-- Opening Marker --
//! Resin classes, selectivity data and regeneration plans.
//!
//! The three resin classes the simulator handles are a tagged variant, not a
//! type hierarchy: everything class-specific downstream (deck fragments,
//! overlay corrections, breakthrough criteria) dispatches on [`ResinKind`]
//! through a capability record owned by the engine.

pub mod regen;
pub mod spec;

pub use regen::{FlowDirection, RegenMode, Regenerant, RegenerationPlan, Targets};
pub use spec::{ResinKind, ResinSpec, Selectivity};

use thiserror::Error;

#[derive(Debug, Error)]
pub enum ResinError {
    #[error("inconsistent resin/vessel configuration: {0}")]
    InconsistentResinVessel(String),

    #[error("invalid resin specification: {0}")]
    InvalidSpec(String),
}

pub type Result<T> = std::result::Result<T, ResinError>;
//! Vessel geometry.

use serde::{Deserialize, Serialize};

use crate::{CellsError, Result};

/// One ion-exchange vessel design.
#[derive(Debug, Clone, Serialize, Deserialize)]
pub struct Vessel {
    /// Internal diameter (m)
    pub diameter_m: f64,

    /// Settled resin bed depth (m)
    pub bed_depth_m: f64,

    /// Vessels operating in parallel
    pub number_in_service: usize,

    /// Freeboard above the bed for expansion (m)
    #[serde(default)]
    pub freeboard_m: Option<f64>,
}

impl Vessel {
    pub fn validate(&self) -> Result<()> {
        if self.bed_depth_m < 0.75 {
            return Err(CellsError::InvalidVessel(format!(
                "bed depth {} m below the 0.75 m distribution minimum",
                self.bed_depth_m
            )));
        }
        if self.diameter_m <= 0.0 || self.diameter_m > 2.4 {
            return Err(CellsError::InvalidVessel(format!(
                "diameter {} m outside (0, 2.4] shop-fabrication range",
                self.diameter_m
            )));
        }
        if self.number_in_service < 1 {
            return Err(CellsError::InvalidVessel(
                "at least one vessel must be in service".into(),
            ));
        }
        Ok(())
    }

    /// Cross-sectional bed area of one vessel (m2)
    pub fn bed_area_m2(&self) -> f64 {
        std::f64::consts::FRAC_PI_4 * self.diameter_m * self.diameter_m
    }

    /// Settled resin volume across all vessels in service (L)
    pub fn resin_volume_l(&self) -> f64 {
        self.bed_area_m2() * self.bed_depth_m * self.number_in_service as f64 * 1000.0
    }

    /// Superficial (linear) service velocity (m/h) at the given total flow
    pub fn linear_velocity_m_h(&self, flow_m3_h: f64) -> f64 {
        flow_m3_h / (self.bed_area_m2() * self.number_in_service as f64)
    }
}
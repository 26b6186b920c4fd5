//! Per-resin capability records.
//!
//! The resin classes do not form a type hierarchy; class-specific behavior
//! is a record of plain function pointers the controller resolves once per
//! request. Adding a resin class means adding one record here, not
//! touching the pipeline.

use curves::{BreakthroughCurve, Criterion};
use deck::{Deck, DeckContext};
use overlay::{CalibrationParameters, OverlayReport};
use resin::{RegenerationPlan, ResinKind, ResinSpec, Targets};
use water::NormalizedWater;

type BuildDeck = fn(&DeckContext) -> deck::Result<Deck>;
type ApplyOverlay = fn(
    &mut BreakthroughCurve,
    &NormalizedWater,
    &ResinSpec,
    &RegenerationPlan,
    &CalibrationParameters,
) -> OverlayReport;
type DeriveCriterion = fn(&Targets) -> Criterion;

/// The three class-specific operations the controller dispatches on.
#[derive(Clone, Copy)]
pub struct ResinBehavior {
    pub build_deck: BuildDeck,
    pub apply_overlay: ApplyOverlay,
    pub breakthrough_criterion: DeriveCriterion,
}

fn hardness_criterion(_targets: &Targets) -> Criterion {
    Criterion::HardnessCaCo3
}

/// Dealkalizers break through on alkalinity when an alkalinity target is
/// declared; hardness otherwise.
fn h_form_criterion(targets: &Targets) -> Criterion {
    if targets.alkalinity_mg_l_caco3.is_some() {
        Criterion::Alkalinity
    } else {
        Criterion::HardnessCaCo3
    }
}

const SAC: ResinBehavior = ResinBehavior {
    build_deck: deck::build_sac,
    apply_overlay: overlay::apply_sac,
    breakthrough_criterion: hardness_criterion,
};

const WAC_NA: ResinBehavior = ResinBehavior {
    build_deck: deck::build_wac_na,
    apply_overlay: overlay::apply_wac_na,
    breakthrough_criterion: hardness_criterion,
};

const WAC_H: ResinBehavior = ResinBehavior {
    build_deck: deck::build_wac_h,
    apply_overlay: overlay::apply_wac_h,
    breakthrough_criterion: h_form_criterion,
};

impl ResinBehavior {
    pub fn for_kind(kind: ResinKind) -> &'static ResinBehavior {
        match kind {
            ResinKind::Sac => &SAC,
            ResinKind::WacNa => &WAC_NA,
            ResinKind::WacH => &WAC_H,
        }
    }
}

#[cfg(test)]
mod tests {
    use super::*;

    #[test]
    fn h_form_switches_to_alkalinity_when_targeted() {
        let behavior = ResinBehavior::for_kind(ResinKind::WacH);
        let with_alk = Targets {
            hardness_mg_l_caco3: 5.0,
            alkalinity_mg_l_caco3: Some(5.0),
        };
        let without = Targets {
            hardness_mg_l_caco3: 5.0,
            alkalinity_mg_l_caco3: None,
        };
        assert!(matches!(
            (behavior.breakthrough_criterion)(&with_alk),
            Criterion::Alkalinity
        ));
        assert!(matches!(
            (behavior.breakthrough_criterion)(&without),
            Criterion::HardnessCaCo3
        ));
    }

    #[test]
    fn records_point_at_class_specific_code() {
        let sac = ResinBehavior::for_kind(ResinKind::Sac);
        let wac = ResinBehavior::for_kind(ResinKind::WacNa);
        assert!(!std::ptr::fn_addr_eq(sac.build_deck, wac.build_deck));
        assert!(!std::ptr::fn_addr_eq(sac.apply_overlay, wac.apply_overlay));
    }
}
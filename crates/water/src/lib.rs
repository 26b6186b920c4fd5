//! Feed water normalization for ion-exchange design.
//!
//! This crate turns a raw laboratory water analysis (mg/L per ion, pH,
//! temperature, flow) into a charge-balanced, derived-property water model
//! that the rest of the pipeline consumes: hardness and alkalinity as CaCO3,
//! ionic strength, TDS and the temporary/permanent hardness split.
//!
//! Charge balance is closed on chloride only. Sodium and bicarbonate are
//! never adjusted, since both directly change the simulated exchange
//! equilibria.

pub mod feed;
pub mod ions;
pub mod normalize;

pub use feed::FeedWater;
pub use ions::Ion;
pub use normalize::{normalize, NormalizedWater};

use thiserror::Error;

#[derive(Debug, Error)]
pub enum WaterError {
    #[error("charge imbalance of {imbalance_percent:.1}% exceeds the 15% limit: {detail}")]
    ChargeImbalance {
        imbalance_percent: f64,
        detail: String,
    },

    #[error("{field} = {value} outside allowed range [{min}, {max}]")]
    OutOfRange {
        field: &'static str,
        value: f64,
        min: f64,
        max: f64,
    },

    #[error("unknown ion '{0}'")]
    UnknownIon(String),
}

pub type Result<T> = std::result::Result<T, WaterError>;

/// Conversion constants used throughout the water model
pub mod constants {
    /// Equivalent weight of CaCO3 (g/eq)
    pub const CACO3_EQ_WEIGHT: f64 = 50.04;

    /// Molar mass of HCO3- (g/mol)
    pub const HCO3_MOLAR_MASS: f64 = 61.02;

    /// Hardness factor for Ca (mg CaCO3 per mg Ca)
    pub const CA_HARDNESS_FACTOR: f64 = 2.5;

    /// Hardness factor for Mg (mg CaCO3 per mg Mg)
    pub const MG_HARDNESS_FACTOR: f64 = 4.1;

    /// Allowed residual charge imbalance (percent of mean ionic charge)
    pub const MAX_IMBALANCE_PERCENT: f64 = 15.0;
}
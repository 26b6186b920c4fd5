//! SELECTED_OUTPUT table parsing.

use ndarray::{Array2, ArrayView1};

use crate::{Result, SolverError};

/// The materialized punch table: one row per punched shift, columns named
/// by the USER_PUNCH headings.
#[derive(Debug, Clone)]
pub struct PunchTable {
    pub columns: Vec<String>,
    pub data: Array2<f64>,

    /// Rows discarded because they did not match the header cardinality
    /// or did not parse as numbers (repeated header lines, truncated
    /// writes on a killed run)
    pub dropped_rows: usize,
}

impl PunchTable {
    pub fn rows(&self) -> usize {
        self.data.nrows()
    }

    pub fn column_index(&self, name: &str) -> Option<usize> {
        self.columns.iter().position(|c| c == name)
    }

    /// Column view by heading name.
    pub fn column(&self, name: &str) -> Option<ArrayView1<'_, f64>> {
        self.column_index(name).map(|i| self.data.column(i))
    }
}

/// Parse a whitespace-delimited SELECTED_OUTPUT file.
///
/// The first non-empty line is the header. PHREEQC re-prints headers when
/// USER_PUNCH is redefined between simulations and may leave a truncated
/// final line when killed; both are dropped and counted, never fatal.
pub fn parse_selected_output(text: &str) -> Result<PunchTable> {
    let mut lines = text.lines().filter(|l| !l.trim().is_empty());

    let header = lines.next().ok_or_else(|| SolverError::MalformedOutput {
        reason: "empty selected output".into(),
    })?;
    let columns: Vec<String> = header.split_whitespace().map(|s| s.to_string()).collect();
    if columns.len() < 2 || columns.iter().all(|c| c.parse::<f64>().is_ok()) {
        return Err(SolverError::MalformedOutput {
            reason: format!("first line is not a header row: '{}'", header.trim()),
        });
    }

    let ncols = columns.len();
    let mut flat: Vec<f64> = Vec::new();
    let mut dropped = 0usize;
    for line in lines {
        let fields: Vec<&str> = line.split_whitespace().collect();
        if fields.len() != ncols {
            dropped += 1;
            continue;
        }
        let mut row = Vec::with_capacity(ncols);
        let mut ok = true;
        for field in &fields {
            match field.parse::<f64>() {
                Ok(v) => row.push(v),
                Err(_) => {
                    ok = false;
                    break;
                }
            }
        }
        if ok {
            flat.extend(row);
        } else {
            dropped += 1;
        }
    }

    let nrows = flat.len() / ncols;
    let data = Array2::from_shape_vec((nrows, ncols), flat).map_err(|e| {
        SolverError::MalformedOutput {
            reason: format!("table shape: {}", e),
        }
    })?;

    Ok(PunchTable {
        columns,
        data,
        dropped_rows: dropped,
    })
}
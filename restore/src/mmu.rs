//! Batched submission of MMU updates.

use arrayvec::ArrayVec;
use frames::{Mfn, Pfn};
use log::error;

use crate::error::{RestoreError, Result};
use crate::hv::{DomId, Hypervisor, MmuUpdate};

/// Most updates carried by one hypercall.
pub const MAX_MMU_UPDATES: usize = 1024;

/// Coalesces MMU updates into hypercall-sized groups.
///
/// Updates become visible only after a flush; callers sequence an
/// explicit [`flush`](Self::flush) before any operation that depends on
/// them.
pub struct MmuUpdateBatch {
    dom: DomId,
    queue: ArrayVec<MmuUpdate, MAX_MMU_UPDATES>,
}

impl MmuUpdateBatch {
    pub fn new(dom: DomId) -> Self {
        Self {
            dom,
            queue: ArrayVec::new(),
        }
    }

    pub fn push(&mut self, hv: &mut impl Hypervisor, update: MmuUpdate) -> Result<()> {
        self.queue.push(update);
        if self.queue.is_full() {
            self.flush(hv)?;
        }
        Ok(())
    }

    /// Enqueues the reverse-map install for `mfn`.
    pub fn machphys(&mut self, hv: &mut impl Hypervisor, mfn: Mfn, pfn: Pfn) -> Result<()> {
        self.push(hv, MmuUpdate::machphys(mfn, pfn))
    }

    pub fn flush(&mut self, hv: &mut impl Hypervisor) -> Result<()> {
        if self.queue.is_empty() {
            return Ok(());
        }
        hv.mmu_update(self.dom, &self.queue).map_err(|err| {
            error!("MMU update batch of {} rejected: {err}", self.queue.len());
            RestoreError::StreamInvalid("MMU update batch rejected")
        })?;
        self.queue.clear();
        Ok(())
    }
}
-- Closing Marker --
Using the records above, restate word for word the lines from the one with "pub const CACO3_EQ_WEIGHT: f64 = 50.04;" through the one with "pub fn column(&self, name: &str)", both included.

(RESULT)
    pub const CACO3_EQ_WEIGHT: f64 = 50.04;

    /// Molar mass of HCO3- (g/mol)
    pub const HCO3_MOLAR_MASS: f64 = 61.02;

    /// Hardness factor for Ca (mg CaCO3 per mg Ca)
    pub const CA_HARDNESS_FACTOR: f64 = 2.5;

    /// Hardness factor for Mg (mg CaCO3 per mg Mg)
    pub const MG_HARDNESS_FACTOR: f64 = 4.1;

    /// Allowed residual charge imbalance (percent of mean ionic charge)
    pub const MAX_IMBALANCE_PERCENT: f64 = 15.0;
}
repository 26b6186b920c4fd5
//! SELECTED_OUTPUT table parsing.

use ndarray::{Array2, ArrayView1};

use crate::{Result, SolverError};

/// The materialized punch table: one row per punched shift, columns named
/// by the USER_PUNCH headings.
#[derive(Debug, Clone)]
pub struct PunchTable {
    pub columns: Vec<String>,
    pub data: Array2<f64>,

    /// Rows discarded because they did not match the header cardinality
    /// or did not parse as numbers (repeated header lines, truncated
    /// writes on a killed run)
    pub dropped_rows: usize,
}

impl PunchTable {
    pub fn rows(&self) -> usize {
        self.data.nrows()
    }

    pub fn column_index(&self, name: &str) -> Option<usize> {
        self.columns.iter().position(|c| c == name)
    }

    /// Column view by heading name.
    pub fn column(&self, name: &str) -> Option<ArrayView1<'_, f64>> {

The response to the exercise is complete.